* Work required:
In the records, each line holding "ClcMessage" must be reported.
[Start of Attachment]
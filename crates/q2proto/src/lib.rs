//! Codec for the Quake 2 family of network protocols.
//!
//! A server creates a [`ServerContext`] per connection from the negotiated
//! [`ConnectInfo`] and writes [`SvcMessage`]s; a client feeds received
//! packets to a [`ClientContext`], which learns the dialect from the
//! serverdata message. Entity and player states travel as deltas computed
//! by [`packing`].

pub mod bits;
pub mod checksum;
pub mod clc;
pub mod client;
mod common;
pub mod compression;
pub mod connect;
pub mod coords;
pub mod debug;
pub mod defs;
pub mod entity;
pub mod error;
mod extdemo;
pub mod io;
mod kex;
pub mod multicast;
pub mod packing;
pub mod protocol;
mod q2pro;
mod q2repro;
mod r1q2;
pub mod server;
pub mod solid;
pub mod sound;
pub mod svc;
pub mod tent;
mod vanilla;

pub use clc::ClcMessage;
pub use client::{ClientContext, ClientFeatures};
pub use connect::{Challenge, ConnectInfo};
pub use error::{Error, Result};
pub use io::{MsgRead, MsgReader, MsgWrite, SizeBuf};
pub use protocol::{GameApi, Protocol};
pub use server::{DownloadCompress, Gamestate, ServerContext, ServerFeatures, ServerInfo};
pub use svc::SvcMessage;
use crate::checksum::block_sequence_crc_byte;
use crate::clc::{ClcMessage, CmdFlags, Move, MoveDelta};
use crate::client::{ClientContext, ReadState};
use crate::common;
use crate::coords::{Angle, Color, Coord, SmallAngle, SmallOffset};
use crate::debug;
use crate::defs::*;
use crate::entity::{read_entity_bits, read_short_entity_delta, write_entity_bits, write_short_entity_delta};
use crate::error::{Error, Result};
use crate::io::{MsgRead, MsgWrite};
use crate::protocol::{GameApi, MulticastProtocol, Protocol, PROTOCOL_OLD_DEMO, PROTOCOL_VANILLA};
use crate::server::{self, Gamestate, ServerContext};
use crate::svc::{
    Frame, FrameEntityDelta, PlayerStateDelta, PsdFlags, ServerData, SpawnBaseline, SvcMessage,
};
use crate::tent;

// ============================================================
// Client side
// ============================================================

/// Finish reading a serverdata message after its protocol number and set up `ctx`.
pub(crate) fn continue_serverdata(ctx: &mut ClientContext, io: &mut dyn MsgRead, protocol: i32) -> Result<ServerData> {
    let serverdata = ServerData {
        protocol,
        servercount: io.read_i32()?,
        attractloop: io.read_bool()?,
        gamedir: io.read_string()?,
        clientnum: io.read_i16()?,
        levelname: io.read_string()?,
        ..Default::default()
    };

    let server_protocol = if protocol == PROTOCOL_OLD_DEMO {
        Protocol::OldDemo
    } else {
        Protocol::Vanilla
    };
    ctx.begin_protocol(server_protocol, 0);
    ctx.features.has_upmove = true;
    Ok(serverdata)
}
[End of Attachment]
* Reply:
pub use clc::ClcMessage;
use crate::clc::{ClcMessage, CmdFlags, Move, MoveDelta};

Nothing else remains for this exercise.